[Stored data]
☆ ☆ ☆

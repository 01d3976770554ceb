use std::sync::atomic::{AtomicU64, Ordering};
use std::sync::Arc;

use parking_lot::RwLock;
use serde::Serialize;
use tracing::{debug, info};

use crate::tprintln;
use super::principal::Principal;

pub type SessionToken = String;
pub type ListenerId = u64;

type Listener = Arc<dyn Fn(&SessionSnapshot) + Send + Sync>;

/// Read model handed to guards and listeners. The bearer token is deliberately
/// not part of it; use `SessionStore::token`.
#[derive(Debug, Clone, Default, PartialEq, Serialize)]
pub struct SessionSnapshot {
    pub is_authenticated: bool,
    /// Raw role label as received; guards normalize it.
    pub role: Option<String>,
    pub has_hydrated: bool,
    pub principal: Option<Principal>,
    /// Bumped on every committed change.
    pub version: u64,
}

impl SessionSnapshot {
    pub fn role_label(&self) -> Option<&str> { self.role.as_deref() }
}

/// Session state recovered from durable storage at startup.
#[derive(Debug, Clone)]
pub struct RestoredSession {
    pub token: SessionToken,
    pub principal: Principal,
}

#[derive(Default)]
struct SessionState {
    snapshot: SessionSnapshot,
    token: Option<SessionToken>,
    // a login/logout/expire landed before hydration; restored state is stale
    written_before_hydration: bool,
}

/// Single-writer, many-reader session context. Writers go through `login`,
/// `logout`, `expire` and `hydrate`; readers take snapshots or subscribe.
pub struct SessionStore {
    state: RwLock<SessionState>,
    listeners: RwLock<Vec<(ListenerId, Listener)>>,
    next_listener: AtomicU64,
}

impl Default for SessionStore {
    fn default() -> Self {
        Self {
            state: RwLock::new(SessionState::default()),
            listeners: RwLock::new(Vec::new()),
            next_listener: AtomicU64::new(1),
        }
    }
}

impl std::fmt::Debug for SessionStore {
    fn fmt(&self, f: &mut std::fmt::Formatter<'_>) -> std::fmt::Result {
        f.debug_struct("SessionStore")
            .field("snapshot", &self.state.read().snapshot)
            .field("listeners", &self.listeners.read().len())
            .finish()
    }
}

impl SessionStore {
    pub fn new() -> Arc<Self> { Arc::new(Self::default()) }

    pub fn snapshot(&self) -> SessionSnapshot { self.state.read().snapshot.clone() }

    pub fn token(&self) -> Option<SessionToken> { self.state.read().token.clone() }

    pub fn has_hydrated(&self) -> bool { self.state.read().snapshot.has_hydrated }

    /// Commit a successful authentication.
    pub fn login(&self, principal: Principal, token: SessionToken) {
        let snap = {
            let mut st = self.state.write();
            if !st.snapshot.has_hydrated { st.written_before_hydration = true; }
            st.snapshot.is_authenticated = true;
            st.snapshot.role = Some(principal.role.clone());
            st.snapshot.principal = Some(principal);
            st.snapshot.version += 1;
            st.token = Some(token);
            st.snapshot.clone()
        };
        info!(target: "coursegate::session", role = ?snap.role, version = snap.version, "session.login");
        self.notify(&snap);
    }

    /// Clear the authenticated identity. Returns whether there was one.
    pub fn logout(&self) -> bool {
        self.clear("logout")
    }

    /// Credential expiry; same effect as `logout`.
    pub fn expire(&self) -> bool {
        self.clear("expire")
    }

    fn clear(&self, why: &str) -> bool {
        let (was, snap) = {
            let mut st = self.state.write();
            let was = st.snapshot.is_authenticated;
            if !st.snapshot.has_hydrated { st.written_before_hydration = true; }
            st.snapshot.is_authenticated = false;
            st.snapshot.role = None;
            st.snapshot.principal = None;
            st.snapshot.version += 1;
            st.token = None;
            (was, st.snapshot.clone())
        };
        info!(target: "coursegate::session", reason = why, was_authenticated = was, "session.clear");
        self.notify(&snap);
        was
    }

    /// Mark persisted state as read. Only the first call has any effect. Any
    /// login, logout or expiry committed before hydration finished wins over the
    /// restored state.
    pub fn hydrate(&self, restored: Option<RestoredSession>) -> bool {
        let snap = {
            let mut st = self.state.write();
            if st.snapshot.has_hydrated {
                debug!(target: "coursegate::session", "session.hydrate ignored: already hydrated");
                return false;
            }
            st.snapshot.has_hydrated = true;
            if let Some(r) = restored {
                if st.written_before_hydration {
                    debug!(target: "coursegate::session", "session.hydrate: restored state superseded");
                } else {
                    st.snapshot.is_authenticated = true;
                    st.snapshot.role = Some(r.principal.role.clone());
                    st.snapshot.principal = Some(r.principal);
                    st.token = Some(r.token);
                }
            }
            st.snapshot.version += 1;
            st.snapshot.clone()
        };
        info!(
            target: "coursegate::session",
            authenticated = snap.is_authenticated, role = ?snap.role,
            "session.hydrated"
        );
        self.notify(&snap);
        true
    }

    /// Register a change listener. It runs after every committed change, outside
    /// the store's locks, so it may read the store again.
    pub fn subscribe<F>(&self, f: F) -> ListenerId
    where
        F: Fn(&SessionSnapshot) + Send + Sync + 'static,
    {
        let id = self.next_listener.fetch_add(1, Ordering::Relaxed);
        self.listeners.write().push((id, Arc::new(f)));
        tprintln!("session.subscribe id={}", id);
        id
    }

    pub fn unsubscribe(&self, id: ListenerId) -> bool {
        let mut ls = self.listeners.write();
        let before = ls.len();
        ls.retain(|(lid, _)| *lid != id);
        ls.len() != before
    }

    fn notify(&self, snap: &SessionSnapshot) {
        let ls: Vec<Listener> = self.listeners.read().iter().map(|(_, l)| l.clone()).collect();
        for l in ls {
            l(snap);
        }
    }
}

#[cfg(test)]
mod tests {
    use super::*;
    use parking_lot::Mutex;

    fn principal(role: &str) -> Principal {
        Principal { role: role.into(), ..Default::default() }
    }

    #[test]
    fn starts_empty_and_unhydrated() {
        let s = SessionStore::new();
        let snap = s.snapshot();
        assert!(!snap.has_hydrated);
        assert!(!snap.is_authenticated);
        assert_eq!(snap.role, None);
        assert_eq!(s.token(), None);
    }

    #[test]
    fn hydrate_happens_once() {
        let s = SessionStore::new();
        assert!(s.hydrate(None));
        assert!(s.has_hydrated());
        let restored = RestoredSession { token: "t".into(), principal: principal("ADMIN") };
        assert!(!s.hydrate(Some(restored)));
        assert!(!s.snapshot().is_authenticated);
        s.logout();
        assert!(s.has_hydrated(), "hydration flag never reverts");
    }

    #[test]
    fn hydrate_restores_identity() {
        let s = SessionStore::new();
        s.hydrate(Some(RestoredSession { token: "tok".into(), principal: principal("INSTRUCTOR") }));
        let snap = s.snapshot();
        assert!(snap.is_authenticated);
        assert_eq!(snap.role_label(), Some("INSTRUCTOR"));
        assert_eq!(s.token().as_deref(), Some("tok"));
    }

    #[test]
    fn login_before_hydration_wins() {
        let s = SessionStore::new();
        s.login(principal("STUDENT"), "fresh".into());
        s.hydrate(Some(RestoredSession { token: "stale".into(), principal: principal("ADMIN") }));
        assert_eq!(s.token().as_deref(), Some("fresh"));
        assert_eq!(s.snapshot().role_label(), Some("STUDENT"));
        assert!(s.has_hydrated());
    }

    #[test]
    fn logout_before_hydration_is_not_undone() {
        let s = SessionStore::new();
        s.login(principal("STUDENT"), "fresh".into());
        s.logout();
        assert!(s.hydrate(Some(RestoredSession { token: "stale".into(), principal: principal("ADMIN") })));
        let snap = s.snapshot();
        assert!(snap.has_hydrated);
        assert!(!snap.is_authenticated);
        assert_eq!(snap.role, None);
        assert_eq!(s.token(), None);

        let s = SessionStore::new();
        s.expire();
        s.hydrate(Some(RestoredSession { token: "stale".into(), principal: principal("ADMIN") }));
        assert!(!s.snapshot().is_authenticated);
    }

    #[test]
    fn logout_and_expire_clear_identity() {
        let s = SessionStore::new();
        s.hydrate(None);
        s.login(principal("ADMIN"), "t1".into());
        assert!(s.logout());
        assert!(!s.logout());
        s.login(principal("ADMIN"), "t2".into());
        assert!(s.expire());
        let snap = s.snapshot();
        assert!(!snap.is_authenticated);
        assert_eq!(snap.principal, None);
        assert_eq!(s.token(), None);
    }

    #[test]
    fn listeners_see_each_commit_and_can_unsubscribe() {
        let s = SessionStore::new();
        let seen: Arc<Mutex<Vec<(bool, bool)>>> = Arc::new(Mutex::new(Vec::new()));
        let seen2 = seen.clone();
        let store2 = s.clone();
        let id = s.subscribe(move |snap| {
            // re-entrant read must not deadlock
            assert_eq!(store2.snapshot().version, snap.version);
            seen2.lock().push((snap.has_hydrated, snap.is_authenticated));
        });
        s.hydrate(None);
        s.login(principal("STUDENT"), "t".into());
        assert!(s.unsubscribe(id));
        s.logout();
        assert!(!s.unsubscribe(id));
        assert_eq!(*seen.lock(), vec![(true, false), (true, true)]);
    }
}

☆ ☆ ☆

PROBLEM TO SOLVE: From the line holding "pub fn snapshot(&self)" to the line holding "a successful authentication.", inclusive, restate each line above exactly as written.

RESULT BELOW:
    pub fn snapshot(&self) -> SessionSnapshot { self.state.read().snapshot.clone() }

    pub fn token(&self) -> Option<SessionToken> { self.state.read().token.clone() }

    pub fn has_hydrated(&self) -> bool { self.state.read().snapshot.has_hydrated }

    /// Commit a successful authentication.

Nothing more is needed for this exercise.